IP(6)-assisted CSN-COP1 competition regulates a CRL4-ETV5 proteolytic checkpoint to safeguard glucose-induced insulin secretion

COP1 and COP9 signalosome (CSN) are the substrate receptor and deneddylase of CRL4 E3 ligase, respectively. How they functionally interact remains unclear. Here, we uncover COP1–CSN antagonism during glucose-induced insulin secretion. Heterozygous Csn2(WT/K70E) mice with partially disrupted binding of IP(6), a CSN cofactor, display congenital hyperinsulinism and insulin resistance. This is due to increased Cul4 neddylation, CRL4(COP1) E3 assembly, and ubiquitylation of ETV5, an obesity-associated transcriptional suppressor of insulin secretion. Hyperglycemia reciprocally regulates CRL4-CSN versus CRL4(COP1) assembly to promote ETV5 degradation. Excessive ETV5 degradation is a hallmark of Csn2(WT/K70E), high-fat diet-treated, and ob/ob mice. The CRL neddylation inhibitor Pevonedistat/MLN4924 stabilizes ETV5 and remediates the hyperinsulinemia and obesity/diabetes phenotypes of these mice.
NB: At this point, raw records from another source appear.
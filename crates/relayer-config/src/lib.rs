// Copyright 2022 Webb Technologies Inc.
//
// Licensed under the Apache License, Version 2.0 (the "License");
// you may not use this file except in compliance with the License.
// You may obtain a copy of the License at
//
// http://www.apache.org/licenses/LICENSE-2.0
//
// Unless required by applicable law or agreed to in writing, software
// distributed under the License is distributed on an "AS IS" BASIS,
// WITHOUT WARRANTIES OR CONDITIONS OF ANY KIND, either express or implied.
// See the License for the specific language governing permissions and
// limitations under the License.

#![warn(missing_docs)]

//! # Relayer Configuration Module 🕸️
//!
//! A module for configuring the relayer.
//!
//! ## Overview
//!
//! Possible configuration include:
//! * `port`: The port the relayer will listen on. Defaults to 8000
//! * `chain`: The chain the registry contract lives on, the contract address
//! and the relay account. See [config/config.toml](../../config/config.toml) for an example.
//! * `cors`: Origins allowed to call the HTTP API.
//! * `blob-store`: Limits of the local encrypted payload store.
//! * `startup`: How long to wait for the chain node when starting.

/// Chain configuration
pub mod chain;
/// CLI configuration
#[cfg(feature = "cli")]
pub mod cli;
/// Default values of the configuration.
pub mod defaults;
/// Utils for processing configuration
pub mod utils;

use std::time::Duration;

use chain::ChainConfig;
use serde::{Deserialize, Serialize};

/// TracklessRelayerConfig is the configuration for the trackless relayer.
#[derive(Debug, Clone, Deserialize, Serialize)]
#[serde(rename_all = "kebab-case")]
pub struct TracklessRelayerConfig {
    /// HTTP Server Port number
    ///
    /// default to 8000
    #[serde(default = "defaults::port", skip_serializing)]
    pub port: u16,
    /// The chain hosting the registry contract.
    pub chain: ChainConfig,
    /// Cross origin settings of the HTTP API.
    #[serde(default)]
    pub cors: CorsConfig,
    /// Local encrypted payload store settings.
    #[serde(default)]
    pub blob_store: BlobStoreConfig,
    /// Startup probe settings.
    #[serde(default)]
    pub startup: StartupConfig,
}

impl TracklessRelayerConfig {
    /// Makes sure that the config is valid, by going
    /// through the whole config and doing some basic checks.
    pub fn verify(&self) -> trackless_relayer_utils::Result<()> {
        if self.chain.private_key.is_none() {
            return Err(trackless_relayer_utils::Error::MissingSecrets);
        }
        if self.chain.contract_address.is_zero() {
            return Err(trackless_relayer_utils::Error::Generic(
                "chain.contract-address must not be the zero address",
            ));
        }
        if self.cors.allowed_origins.is_empty() {
            tracing::warn!(
                "No CORS origin configured, browsers will not reach the API"
            );
        }
        Ok(())
    }
}

/// Cross origin settings.
#[derive(Debug, Clone, Deserialize, Serialize)]
#[serde(rename_all = "kebab-case")]
pub struct CorsConfig {
    /// Origins allowed to call the API, `*` allows any origin.
    #[serde(default = "defaults::allowed_origins")]
    pub allowed_origins: Vec<String>,
}

impl Default for CorsConfig {
    fn default() -> Self {
        Self {
            allowed_origins: defaults::allowed_origins(),
        }
    }
}

impl CorsConfig {
    /// Whether any origin is allowed.
    pub fn allows_any(&self) -> bool {
        self.allowed_origins.iter().any(|o| o == "*")
    }
}

/// Local encrypted payload store settings.
#[derive(Debug, Clone, Deserialize, Serialize)]
#[serde(rename_all = "kebab-case")]
pub struct BlobStoreConfig {
    /// Shortest accepted payload, in characters.
    #[serde(default = "defaults::min_payload_len")]
    pub min_payload_len: usize,
}

impl Default for BlobStoreConfig {
    fn default() -> Self {
        Self {
            min_payload_len: defaults::min_payload_len(),
        }
    }
}

/// How the relayer waits for its chain node at startup.
#[derive(Debug, Clone, Deserialize, Serialize)]
#[serde(rename_all = "kebab-case")]
pub struct StartupConfig {
    /// Delay between two probes, in milliseconds.
    #[serde(default = "defaults::probe_interval_ms")]
    pub probe_interval_ms: u64,
    /// Probes retried before the relayer gives up.
    #[serde(default = "defaults::probe_max_retries")]
    pub probe_max_retries: usize,
}

impl Default for StartupConfig {
    fn default() -> Self {
        Self {
            probe_interval_ms: defaults::probe_interval_ms(),
            probe_max_retries: defaults::probe_max_retries(),
        }
    }
}

impl StartupConfig {
    /// Delay between two probes.
    pub fn probe_interval(&self) -> Duration {
        Duration::from_millis(self.probe_interval_ms)
    }
}
// Copyright 2022 Webb Technologies Inc.
//
// Licensed under the Apache License, Version 2.0 (the "License");
// you may not use this file except in compliance with the License.
// You may obtain a copy of the License at
//
// http://www.apache.org/licenses/LICENSE-2.0
//
// Unless required by applicable law or agreed to in writing, software
// distributed under the License is distributed on an "AS IS" BASIS,
// WITHOUT WARRANTIES OR CONDITIONS OF ANY KIND, either express or implied.
// See the License for the specific language governing permissions and
// limitations under the License.

//! Relayer handlers for HTTP calls

#![warn(missing_docs)]

/// Module handles relayer API
pub mod routes;

pub use routes::health::handle_health;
These observations were extended to human islets and EndoC-βH1 cells. Thus, a CRL4(COP1)-ETV5 proteolytic checkpoint licensing GSIS is safeguarded by IP(6)-assisted CSN-COP1 competition. Deregulation of the IP(6)-CSN-CRL4(COP1)-ETV5 axis underlies hyperinsulinemia and can be intervened to reduce obesity and diabetic risk.